» **Try it**
The word "true" turns up on some lines of this data; say how many, and give no other text.

Recorded data:
- Opening Delimiter -

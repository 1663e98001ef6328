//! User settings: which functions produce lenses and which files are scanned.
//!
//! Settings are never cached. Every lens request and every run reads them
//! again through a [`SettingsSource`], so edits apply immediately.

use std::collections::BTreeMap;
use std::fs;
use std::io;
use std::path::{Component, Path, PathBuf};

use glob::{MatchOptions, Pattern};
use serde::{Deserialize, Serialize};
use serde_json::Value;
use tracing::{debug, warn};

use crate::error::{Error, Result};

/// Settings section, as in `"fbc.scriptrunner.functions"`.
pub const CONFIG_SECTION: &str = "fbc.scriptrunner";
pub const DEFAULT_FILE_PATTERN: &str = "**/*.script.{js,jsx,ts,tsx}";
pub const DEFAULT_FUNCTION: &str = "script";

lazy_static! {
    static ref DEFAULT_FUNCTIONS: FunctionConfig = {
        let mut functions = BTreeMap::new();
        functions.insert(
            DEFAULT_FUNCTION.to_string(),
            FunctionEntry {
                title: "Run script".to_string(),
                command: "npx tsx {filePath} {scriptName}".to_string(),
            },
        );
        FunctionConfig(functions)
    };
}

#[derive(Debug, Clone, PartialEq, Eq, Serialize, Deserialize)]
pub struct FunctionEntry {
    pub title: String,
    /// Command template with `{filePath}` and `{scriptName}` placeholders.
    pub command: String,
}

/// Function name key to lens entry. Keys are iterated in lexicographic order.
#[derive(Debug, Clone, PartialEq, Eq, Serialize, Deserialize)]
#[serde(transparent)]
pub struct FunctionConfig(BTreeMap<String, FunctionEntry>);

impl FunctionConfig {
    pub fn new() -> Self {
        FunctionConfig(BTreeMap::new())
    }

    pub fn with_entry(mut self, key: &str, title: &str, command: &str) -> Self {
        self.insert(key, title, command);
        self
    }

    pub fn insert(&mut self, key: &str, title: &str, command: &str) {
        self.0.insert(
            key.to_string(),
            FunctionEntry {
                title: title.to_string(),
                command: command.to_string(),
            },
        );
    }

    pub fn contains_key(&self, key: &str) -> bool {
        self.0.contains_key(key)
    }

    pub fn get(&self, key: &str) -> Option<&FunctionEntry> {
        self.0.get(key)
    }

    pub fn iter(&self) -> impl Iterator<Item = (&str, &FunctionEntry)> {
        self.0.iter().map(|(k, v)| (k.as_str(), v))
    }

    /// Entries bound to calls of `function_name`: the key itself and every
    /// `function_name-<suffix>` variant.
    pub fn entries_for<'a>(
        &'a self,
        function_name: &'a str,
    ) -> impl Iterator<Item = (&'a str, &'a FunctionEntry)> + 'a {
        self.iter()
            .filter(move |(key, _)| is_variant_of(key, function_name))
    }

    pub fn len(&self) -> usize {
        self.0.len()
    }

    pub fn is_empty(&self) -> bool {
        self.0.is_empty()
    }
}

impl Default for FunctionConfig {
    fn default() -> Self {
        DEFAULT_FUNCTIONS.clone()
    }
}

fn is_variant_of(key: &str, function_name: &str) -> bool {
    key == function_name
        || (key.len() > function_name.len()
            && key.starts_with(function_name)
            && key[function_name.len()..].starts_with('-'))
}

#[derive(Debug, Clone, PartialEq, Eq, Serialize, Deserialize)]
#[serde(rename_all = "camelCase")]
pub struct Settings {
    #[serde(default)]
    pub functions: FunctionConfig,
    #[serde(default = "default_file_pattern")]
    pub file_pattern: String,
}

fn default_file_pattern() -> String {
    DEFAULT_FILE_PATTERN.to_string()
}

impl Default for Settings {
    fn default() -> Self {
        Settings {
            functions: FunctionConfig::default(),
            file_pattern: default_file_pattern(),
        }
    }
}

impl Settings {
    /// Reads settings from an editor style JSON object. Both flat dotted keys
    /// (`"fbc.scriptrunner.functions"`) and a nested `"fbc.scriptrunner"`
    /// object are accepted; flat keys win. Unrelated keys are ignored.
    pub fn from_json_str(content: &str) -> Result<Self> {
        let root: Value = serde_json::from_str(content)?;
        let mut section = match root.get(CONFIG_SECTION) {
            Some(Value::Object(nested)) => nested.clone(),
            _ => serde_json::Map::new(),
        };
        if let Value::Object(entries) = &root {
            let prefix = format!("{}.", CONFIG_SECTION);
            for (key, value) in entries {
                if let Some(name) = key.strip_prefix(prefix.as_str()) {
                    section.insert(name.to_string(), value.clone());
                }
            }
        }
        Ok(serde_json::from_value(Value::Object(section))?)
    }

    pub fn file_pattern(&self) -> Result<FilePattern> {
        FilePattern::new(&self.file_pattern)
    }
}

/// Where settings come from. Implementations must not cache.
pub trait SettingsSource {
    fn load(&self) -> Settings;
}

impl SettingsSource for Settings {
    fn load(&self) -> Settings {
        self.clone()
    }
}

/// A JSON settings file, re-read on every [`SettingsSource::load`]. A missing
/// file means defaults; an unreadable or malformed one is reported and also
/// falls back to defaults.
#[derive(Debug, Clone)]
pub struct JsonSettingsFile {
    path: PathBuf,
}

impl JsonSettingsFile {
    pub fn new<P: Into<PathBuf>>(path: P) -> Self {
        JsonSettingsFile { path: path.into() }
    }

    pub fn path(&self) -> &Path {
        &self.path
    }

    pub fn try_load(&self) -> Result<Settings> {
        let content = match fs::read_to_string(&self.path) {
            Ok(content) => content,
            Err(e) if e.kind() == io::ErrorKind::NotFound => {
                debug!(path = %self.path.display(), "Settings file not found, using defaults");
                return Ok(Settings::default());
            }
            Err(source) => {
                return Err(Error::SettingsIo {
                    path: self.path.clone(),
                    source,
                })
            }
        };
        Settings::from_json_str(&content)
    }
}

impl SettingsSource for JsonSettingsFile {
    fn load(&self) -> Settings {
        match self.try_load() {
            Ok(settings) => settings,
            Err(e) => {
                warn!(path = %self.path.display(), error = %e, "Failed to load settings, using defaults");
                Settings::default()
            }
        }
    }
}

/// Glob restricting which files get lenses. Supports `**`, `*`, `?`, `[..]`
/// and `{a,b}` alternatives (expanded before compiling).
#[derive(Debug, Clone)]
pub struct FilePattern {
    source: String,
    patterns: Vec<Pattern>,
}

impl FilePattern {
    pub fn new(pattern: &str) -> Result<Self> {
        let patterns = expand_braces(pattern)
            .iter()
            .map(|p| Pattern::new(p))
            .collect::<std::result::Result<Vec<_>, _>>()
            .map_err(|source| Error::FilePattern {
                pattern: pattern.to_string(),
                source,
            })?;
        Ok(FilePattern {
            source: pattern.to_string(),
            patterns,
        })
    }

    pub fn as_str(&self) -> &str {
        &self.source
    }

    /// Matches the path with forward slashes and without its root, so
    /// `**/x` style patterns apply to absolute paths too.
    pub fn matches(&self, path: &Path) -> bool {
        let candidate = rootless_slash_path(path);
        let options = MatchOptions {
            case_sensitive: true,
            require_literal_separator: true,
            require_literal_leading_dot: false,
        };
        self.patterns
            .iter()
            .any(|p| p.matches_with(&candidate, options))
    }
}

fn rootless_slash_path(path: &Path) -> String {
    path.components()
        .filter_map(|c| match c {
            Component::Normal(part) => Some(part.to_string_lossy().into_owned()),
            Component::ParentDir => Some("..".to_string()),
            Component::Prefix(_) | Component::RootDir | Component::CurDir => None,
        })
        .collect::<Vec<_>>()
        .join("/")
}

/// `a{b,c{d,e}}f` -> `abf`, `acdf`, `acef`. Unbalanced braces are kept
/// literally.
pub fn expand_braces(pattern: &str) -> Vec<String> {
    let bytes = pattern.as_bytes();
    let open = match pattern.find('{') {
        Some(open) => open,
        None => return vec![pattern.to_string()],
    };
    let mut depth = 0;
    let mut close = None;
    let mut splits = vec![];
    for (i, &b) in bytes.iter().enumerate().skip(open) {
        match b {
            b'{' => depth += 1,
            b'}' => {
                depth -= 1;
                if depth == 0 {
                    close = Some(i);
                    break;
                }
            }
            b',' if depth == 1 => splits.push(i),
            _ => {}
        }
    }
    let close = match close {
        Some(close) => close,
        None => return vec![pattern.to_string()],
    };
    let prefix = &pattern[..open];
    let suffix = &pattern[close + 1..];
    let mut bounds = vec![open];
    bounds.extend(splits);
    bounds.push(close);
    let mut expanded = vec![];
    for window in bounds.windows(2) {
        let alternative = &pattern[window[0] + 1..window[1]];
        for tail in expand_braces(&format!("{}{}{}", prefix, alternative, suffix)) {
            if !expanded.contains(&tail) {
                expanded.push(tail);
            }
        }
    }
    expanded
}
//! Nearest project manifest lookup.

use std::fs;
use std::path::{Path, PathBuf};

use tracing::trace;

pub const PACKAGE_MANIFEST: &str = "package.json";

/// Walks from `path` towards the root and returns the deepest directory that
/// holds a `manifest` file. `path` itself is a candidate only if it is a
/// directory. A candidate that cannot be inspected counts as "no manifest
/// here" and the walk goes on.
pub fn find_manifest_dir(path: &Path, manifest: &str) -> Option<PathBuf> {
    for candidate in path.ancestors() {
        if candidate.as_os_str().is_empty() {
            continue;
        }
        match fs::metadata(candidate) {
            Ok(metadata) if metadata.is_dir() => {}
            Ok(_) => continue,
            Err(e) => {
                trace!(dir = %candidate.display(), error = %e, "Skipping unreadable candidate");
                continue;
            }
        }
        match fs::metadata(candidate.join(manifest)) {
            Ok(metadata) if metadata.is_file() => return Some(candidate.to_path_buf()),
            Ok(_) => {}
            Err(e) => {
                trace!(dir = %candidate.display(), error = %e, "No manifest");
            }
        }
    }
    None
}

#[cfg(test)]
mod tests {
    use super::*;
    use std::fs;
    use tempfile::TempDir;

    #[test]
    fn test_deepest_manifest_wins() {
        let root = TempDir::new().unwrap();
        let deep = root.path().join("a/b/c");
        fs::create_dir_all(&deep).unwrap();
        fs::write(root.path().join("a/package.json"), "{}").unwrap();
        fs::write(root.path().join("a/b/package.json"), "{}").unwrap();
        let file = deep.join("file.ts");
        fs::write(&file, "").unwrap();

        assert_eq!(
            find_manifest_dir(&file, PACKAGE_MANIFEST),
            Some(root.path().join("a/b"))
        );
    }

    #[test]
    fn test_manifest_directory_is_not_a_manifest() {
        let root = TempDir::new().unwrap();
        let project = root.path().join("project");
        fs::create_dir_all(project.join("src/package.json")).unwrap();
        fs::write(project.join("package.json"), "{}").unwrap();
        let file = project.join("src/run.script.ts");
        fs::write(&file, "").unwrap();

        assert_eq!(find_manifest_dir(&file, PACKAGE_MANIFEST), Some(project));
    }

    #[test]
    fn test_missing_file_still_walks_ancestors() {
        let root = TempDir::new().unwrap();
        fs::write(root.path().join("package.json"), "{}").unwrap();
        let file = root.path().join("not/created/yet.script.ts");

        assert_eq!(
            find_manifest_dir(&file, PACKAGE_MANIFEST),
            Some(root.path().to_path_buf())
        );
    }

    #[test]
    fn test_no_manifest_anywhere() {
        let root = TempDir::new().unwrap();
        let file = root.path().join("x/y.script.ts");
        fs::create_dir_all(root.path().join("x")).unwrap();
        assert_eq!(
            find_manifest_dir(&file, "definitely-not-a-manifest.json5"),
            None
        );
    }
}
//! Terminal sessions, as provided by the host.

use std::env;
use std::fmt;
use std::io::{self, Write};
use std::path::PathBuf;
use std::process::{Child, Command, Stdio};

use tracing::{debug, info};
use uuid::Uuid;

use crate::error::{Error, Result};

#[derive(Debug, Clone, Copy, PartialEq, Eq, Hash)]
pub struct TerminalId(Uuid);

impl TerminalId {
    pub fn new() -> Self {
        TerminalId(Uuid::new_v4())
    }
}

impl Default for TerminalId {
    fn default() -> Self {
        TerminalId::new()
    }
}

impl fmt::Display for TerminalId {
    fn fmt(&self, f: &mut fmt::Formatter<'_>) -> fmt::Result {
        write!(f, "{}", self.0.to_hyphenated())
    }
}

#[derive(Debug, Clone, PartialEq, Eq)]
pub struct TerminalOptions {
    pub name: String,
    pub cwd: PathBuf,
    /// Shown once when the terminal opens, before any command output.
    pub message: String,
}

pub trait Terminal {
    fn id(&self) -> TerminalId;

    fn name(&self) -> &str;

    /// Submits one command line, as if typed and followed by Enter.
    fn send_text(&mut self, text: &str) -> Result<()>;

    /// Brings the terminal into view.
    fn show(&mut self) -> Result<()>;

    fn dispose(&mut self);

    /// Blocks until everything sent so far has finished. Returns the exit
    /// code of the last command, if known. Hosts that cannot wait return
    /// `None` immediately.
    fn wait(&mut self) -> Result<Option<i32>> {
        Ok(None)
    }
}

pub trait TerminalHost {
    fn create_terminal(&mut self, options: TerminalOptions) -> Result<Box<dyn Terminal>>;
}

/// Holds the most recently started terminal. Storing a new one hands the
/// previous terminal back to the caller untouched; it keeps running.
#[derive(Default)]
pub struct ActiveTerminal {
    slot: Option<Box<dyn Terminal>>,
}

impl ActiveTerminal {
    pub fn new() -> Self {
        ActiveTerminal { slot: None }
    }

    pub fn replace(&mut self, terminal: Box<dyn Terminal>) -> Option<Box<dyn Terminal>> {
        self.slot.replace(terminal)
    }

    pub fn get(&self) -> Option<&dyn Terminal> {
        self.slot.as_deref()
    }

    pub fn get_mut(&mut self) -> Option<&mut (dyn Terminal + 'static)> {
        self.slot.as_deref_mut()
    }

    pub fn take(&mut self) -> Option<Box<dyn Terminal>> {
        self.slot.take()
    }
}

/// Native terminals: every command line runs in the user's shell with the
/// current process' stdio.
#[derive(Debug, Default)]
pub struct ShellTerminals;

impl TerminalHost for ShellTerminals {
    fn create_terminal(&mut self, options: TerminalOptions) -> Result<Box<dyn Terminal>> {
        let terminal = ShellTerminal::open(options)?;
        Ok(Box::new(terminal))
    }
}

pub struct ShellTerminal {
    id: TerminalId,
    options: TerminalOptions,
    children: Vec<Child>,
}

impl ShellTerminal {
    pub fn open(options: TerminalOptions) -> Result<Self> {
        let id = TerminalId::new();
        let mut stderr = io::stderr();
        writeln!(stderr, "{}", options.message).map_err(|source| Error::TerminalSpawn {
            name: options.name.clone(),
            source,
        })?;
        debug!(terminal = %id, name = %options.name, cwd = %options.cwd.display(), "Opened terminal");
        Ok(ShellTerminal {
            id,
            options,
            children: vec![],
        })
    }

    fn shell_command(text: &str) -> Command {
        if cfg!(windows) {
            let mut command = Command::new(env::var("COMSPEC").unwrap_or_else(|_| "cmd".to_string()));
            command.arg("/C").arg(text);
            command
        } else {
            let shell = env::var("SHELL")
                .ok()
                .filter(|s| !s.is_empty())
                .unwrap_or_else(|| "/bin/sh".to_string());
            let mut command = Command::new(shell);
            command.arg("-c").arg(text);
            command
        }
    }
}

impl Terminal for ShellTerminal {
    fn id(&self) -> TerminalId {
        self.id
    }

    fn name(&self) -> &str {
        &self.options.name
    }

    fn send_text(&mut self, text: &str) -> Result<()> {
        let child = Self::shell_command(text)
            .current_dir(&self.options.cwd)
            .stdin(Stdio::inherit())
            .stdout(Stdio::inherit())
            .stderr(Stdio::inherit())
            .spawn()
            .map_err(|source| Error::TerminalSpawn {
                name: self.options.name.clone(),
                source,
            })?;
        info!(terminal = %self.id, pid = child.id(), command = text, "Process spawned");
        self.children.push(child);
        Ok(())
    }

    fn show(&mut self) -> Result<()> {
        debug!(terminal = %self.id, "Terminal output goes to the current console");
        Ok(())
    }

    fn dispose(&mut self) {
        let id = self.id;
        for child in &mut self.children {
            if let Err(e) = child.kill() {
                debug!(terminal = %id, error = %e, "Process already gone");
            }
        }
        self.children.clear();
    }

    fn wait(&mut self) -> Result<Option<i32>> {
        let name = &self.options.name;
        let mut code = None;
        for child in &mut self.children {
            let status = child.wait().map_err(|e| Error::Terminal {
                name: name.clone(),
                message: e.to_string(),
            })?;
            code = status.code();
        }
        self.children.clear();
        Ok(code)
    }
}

- Closing Delimiter -
- Opening Delimiter -

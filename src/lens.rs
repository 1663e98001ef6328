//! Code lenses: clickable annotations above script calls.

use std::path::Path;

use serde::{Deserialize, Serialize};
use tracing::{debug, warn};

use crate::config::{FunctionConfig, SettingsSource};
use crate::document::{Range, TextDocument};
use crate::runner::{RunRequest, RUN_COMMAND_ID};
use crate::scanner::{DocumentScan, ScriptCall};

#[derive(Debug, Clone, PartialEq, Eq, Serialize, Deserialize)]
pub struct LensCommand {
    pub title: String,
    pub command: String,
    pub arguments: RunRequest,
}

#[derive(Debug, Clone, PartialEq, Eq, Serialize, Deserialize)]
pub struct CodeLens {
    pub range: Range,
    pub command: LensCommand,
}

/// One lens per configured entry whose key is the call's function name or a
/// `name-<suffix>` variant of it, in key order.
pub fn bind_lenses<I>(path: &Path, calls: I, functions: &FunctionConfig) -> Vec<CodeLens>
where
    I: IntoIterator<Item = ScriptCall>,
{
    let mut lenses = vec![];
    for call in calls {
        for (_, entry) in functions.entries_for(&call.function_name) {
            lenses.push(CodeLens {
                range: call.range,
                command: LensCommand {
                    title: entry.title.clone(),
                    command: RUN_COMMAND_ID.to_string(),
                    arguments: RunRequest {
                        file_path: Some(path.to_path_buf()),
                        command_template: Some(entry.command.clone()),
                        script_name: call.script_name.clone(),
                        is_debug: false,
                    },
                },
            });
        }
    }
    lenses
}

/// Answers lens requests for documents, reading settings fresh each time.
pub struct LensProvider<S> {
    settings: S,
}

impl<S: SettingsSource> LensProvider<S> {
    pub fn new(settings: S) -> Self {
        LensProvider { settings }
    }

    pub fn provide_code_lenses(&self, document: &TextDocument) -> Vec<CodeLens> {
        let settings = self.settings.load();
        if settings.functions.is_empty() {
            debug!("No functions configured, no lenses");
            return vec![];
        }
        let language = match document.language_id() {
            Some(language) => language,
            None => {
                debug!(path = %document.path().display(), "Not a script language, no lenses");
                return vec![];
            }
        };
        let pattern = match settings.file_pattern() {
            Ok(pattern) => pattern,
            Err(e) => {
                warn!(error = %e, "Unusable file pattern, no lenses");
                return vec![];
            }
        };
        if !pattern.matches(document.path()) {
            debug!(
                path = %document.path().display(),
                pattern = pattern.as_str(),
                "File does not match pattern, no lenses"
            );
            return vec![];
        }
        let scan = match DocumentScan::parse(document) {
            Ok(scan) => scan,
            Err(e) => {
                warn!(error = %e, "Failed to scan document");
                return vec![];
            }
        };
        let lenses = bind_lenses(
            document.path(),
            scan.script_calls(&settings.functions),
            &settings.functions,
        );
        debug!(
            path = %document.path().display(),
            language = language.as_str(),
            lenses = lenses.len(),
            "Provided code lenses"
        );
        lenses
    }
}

- Closing Delimiter -

» **Result for this exercise**
2